Even though they are biological, you kinda have to maintain them like a mechanical filter.
 

yveterinarian

Super Active Member
Joined
Jun 7, 2012
Location
Innerkip, Ontario
I clean my bioballs approximately every month. I have filter floss in the sump as well which helps catch detritus. To clean the bioballs I rinse them in some of the saltwater I am removing from the tank when I do the water change. Since I am removing several buckets of saltwater at a time, the bioballs get rinsed with each bucket that I remove. Even though they may look clean, it is amazing how much detritus accumulates in and around them. They are a fabulous way of providing a good surface area for the beneficial bacteria to grow on. I have them in my seahorse system with no rock whatsoever and have kept my seahorses very well. I chose them initially for my seahorse fry system because they are much easier to clean and sterilize than rock if my tank ever crashed or developed an unknown bacteria pathogen which killed off my fry. Luckily, I never had to sterilize my tank and start over.
 

SpongeAl

New Member
Joined
Dec 10, 2016
Location
Orillia
Yveterinarian points out a great application for them, their strong point is being a physically large bio-filter that can be removed or isolated from the display, a display that is for the most part devoid of permanent growing surfaces. (Lack of rocks,substrate leaving only surfaces that are periodically cleaned)
 

dale

Active Member
Joined
Jan 24, 2012
Location
Sarnia, Ontario
sorry for the short answer.. i agree with everything above.. i would add that if cleaned improperly , like with tapwater or detergents.. it will kill all the bacteria that has built up on the media and could cause a new cycle or a quick ammonia spike...
 

Josh

Active Member
Joined
Jan 1, 2017
Location
London
Im by no means a biocube expert however when i was doing my months of research on my bc29 ALOT of people removed the bioballs because they become a detritus trap (place for waste to gather and become a problem)

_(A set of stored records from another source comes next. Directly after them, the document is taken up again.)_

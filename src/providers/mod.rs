//! Provider module for llamachat
//!
//! This module contains the streaming completion abstraction and the
//! OpenAI-compatible implementation used to talk to inference servers.

pub mod base;
pub mod openai;
pub mod sse;

pub use base::{Message, Provider, Role, TokenStream};
pub use openai::OpenAiCompatProvider;

use crate::config::ProviderConfig;
use crate::error::Result;

/// Create a provider instance based on configuration
///
/// # Errors
///
/// Returns error if no endpoint is configured or the HTTP client cannot
/// be initialized
pub fn create_provider(config: &ProviderConfig) -> Result<Box<dyn Provider>> {
    Ok(Box::new(OpenAiCompatProvider::new(config.clone())?))
}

That being said most people that used them just washed them gently in their "expelled water" during a water change. I always wash all my filter media and anything i want to wash in the water i take out during water changes, not sure if this is a huge deal or not.
 

Nonuser

Distinguished Member
Joined
Mar 17, 2015
Location
Brantford
This is a point of concern for me. in the old days 20 yrs or so ago. People that had SW tanks used Bio balls they were all the rage. But so were canister filters. But then after several years the school of thought was to never ever use any kind of filtering media because it would cause more issues than benefits. The reasoning was detritus trap issues, raising phosphates.

Then everyone was going simple and using skimmers and water changes as the main filtration and biological filtration was the function of the live rock.

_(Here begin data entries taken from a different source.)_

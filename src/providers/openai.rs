//! OpenAI-compatible provider implementation
//!
//! Talks to any server exposing `POST /v1/chat/completions` with streaming
//! support (llama.cpp server, vLLM, Ollama's OpenAI shim, ...).

use crate::config::ProviderConfig;
use crate::error::{ChatError, Result};
use crate::providers::sse::{SseBuffer, SseEvent};
use crate::providers::{Message, Provider, TokenStream};
use async_trait::async_trait;
use bytes::Bytes;
use futures::{Stream, StreamExt};
use reqwest::Client;
use serde::{Deserialize, Serialize};
use std::collections::VecDeque;
use std::pin::Pin;

/// OpenAI-compatible streaming provider
///
/// # Examples
///
/// ```
/// use llamachat::config::ProviderConfig;
/// use llamachat::providers::OpenAiCompatProvider;
///
/// let cfg = ProviderConfig {
///     host: Some("127.0.0.1:8080".to_string()),
///     ..Default::default()
/// };
/// let provider = OpenAiCompatProvider::new(cfg).unwrap();
/// assert_eq!(provider.completions_url(), "http://127.0.0.1:8080/v1/chat/completions");
/// ```
pub struct OpenAiCompatProvider {
    client: Client,
    config: ProviderConfig,
    base_url: String,
}

/// Request body for `/chat/completions`
#[derive(Debug, Serialize)]
struct ChatCompletionRequest<'a> {
    model: &'a str,
    messages: &'a [Message],
    stream: bool,
    temperature: f32,
}

/// One `chat.completion.chunk` object
#[derive(Debug, Deserialize)]
struct ChatCompletionChunk {
    #[serde(default)]
    choices: Vec<ChunkChoice>,
    #[serde(default)]
    error: Option<serde_json::Value>,
}

#[derive(Debug, Deserialize)]
struct ChunkChoice {
    #[serde(default)]
    delta: ChunkDelta,
}

#[derive(Debug, Default, Deserialize)]
struct ChunkDelta {
    #[serde(default)]
    content: Option<String>,
}

impl OpenAiCompatProvider {
    /// Create a provider from configuration
    ///
    /// # Errors
    ///
    /// Returns `ChatError::MissingHost` if no endpoint is configured, or an
    /// HTTP error if the client cannot be built.
    pub fn new(config: ProviderConfig) -> Result<Self> {
        let base_url = config.endpoint()?;
        let client = Client::builder()
            .user_agent(concat!("llamachat/", env!("CARGO_PKG_VERSION")))
            .build()
            .map_err(ChatError::Http)?;

        tracing::info!(base_url = %base_url, model = %config.model, "Initialized completion provider");

        Ok(Self {
            client,
            config,
            base_url,
        })
    }

    /// Full URL of the chat-completions endpoint
    pub fn completions_url(&self) -> String {
        format!("{}/chat/completions", self.base_url)
    }
}

#[async_trait]
impl Provider for OpenAiCompatProvider {
    async fn stream_chat(&self, messages: &[Message], temperature: f32) -> Result<TokenStream> {
        let request = ChatCompletionRequest {
            model: &self.config.model,
            messages,
            stream: true,
            temperature,
        };

        tracing::debug!(
            "Sending completion request: {} messages, temperature {}",
            messages.len(),
            temperature
        );

        let response = self
            .client
            .post(self.completions_url())
            .bearer_auth(&self.config.api_key)
            .json(&request)
            .send()
            .await
            .map_err(|e| {
                tracing::error!("Completion request failed: {}", e);
                ChatError::Provider(format!("Completion request failed: {}", e))
            })?;

        let status = response.status();
        if !status.is_success() {
            let error_text = response.text().await.unwrap_or_default();
            tracing::error!("Endpoint returned error {}: {}", status, error_text);
            return Err(ChatError::Provider(format!(
                "Endpoint returned {}: {}",
                status, error_text
            ))
            .into());
        }

        Ok(content_deltas(response.bytes_stream()))
    }

    fn model(&self) -> &str {
        &self.config.model
    }
}

type ByteStream = Pin<Box<dyn Stream<Item = reqwest::Result<Bytes>> + Send>>;

struct DeltaState {
    bytes: ByteStream,
    sse: SseBuffer,
    pending: VecDeque<Result<String>>,
    finished: bool,
}

impl DeltaState {
    /// Queue the content of each event; `[DONE]` or a bad chunk finishes the stream
    fn absorb(&mut self, events: Vec<SseEvent>) {
        for event in events {
            if event.is_done() {
                self.finished = true;
                return;
            }
            match decode_chunk(&event.data) {
                Ok(Some(content)) => self.pending.push_back(Ok(content)),
                Ok(None) => {}
                Err(e) => {
                    self.pending.push_back(Err(e));
                    self.finished = true;
                    return;
                }
            }
        }
    }
}

/// Turn a raw `text/event-stream` body into a stream of content deltas
///
/// The stream ends at `[DONE]` or when the body ends. A transport error or
/// an undecodable chunk is yielded once as `Err` and ends the stream.
pub fn content_deltas<S>(byte_stream: S) -> TokenStream
where
    S: Stream<Item = reqwest::Result<Bytes>> + Send + 'static,
{
    let state = DeltaState {
        bytes: Box::pin(byte_stream),
        sse: SseBuffer::new(),
        pending: VecDeque::new(),
        finished: false,
    };

    futures::stream::unfold(state, |mut state| async move {
        loop {
            if let Some(item) = state.pending.pop_front() {
                return Some((item, state));
            }
            if state.finished {
                return None;
            }
            match state.bytes.next().await {
                Some(Ok(chunk)) => {
                    let events = state.sse.push(&chunk);
                    state.absorb(events);
                }
                Some(Err(e)) => {
                    tracing::error!("Completion stream interrupted: {}", e);
                    state
                        .pending
                        .push_back(Err(ChatError::Stream(e.to_string()).into()));
                    state.finished = true;
                }
                None => {
                    let tail = state.sse.finish().into_iter().collect();
                    state.absorb(tail);
                    state.finished = true;
                }
            }
        }
    })
    .boxed()
}

/// Extract `choices[0].delta.content` from a chunk payload
fn decode_chunk(data: &str) -> Result<Option<String>> {
    let chunk: ChatCompletionChunk = serde_json::from_str(data)
        .map_err(|e| ChatError::Stream(format!("Invalid completion chunk: {}", e)))?;

    if let Some(error) = chunk.error {
        return Err(ChatError::Provider(format!("Endpoint reported error: {}", error)).into());
    }

    Ok(chunk
        .choices
        .into_iter()
        .next()
        .and_then(|choice| choice.delta.content)
        .filter(|content| !content.is_empty()))
}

The thing that concerns me is that live rock is a detritus trap, right? It would be no different than putting a pile of bio media in the tank to replace the live rock, right? would it not be he same as rinsing your live rock every month?

so depending on how you rinse the bio media that you have then you could be causing more harm than good by killing a large quantity of beneficial bacteria ever time you rinse the media or causing higher phosphates if you don't clean the media frequently enough.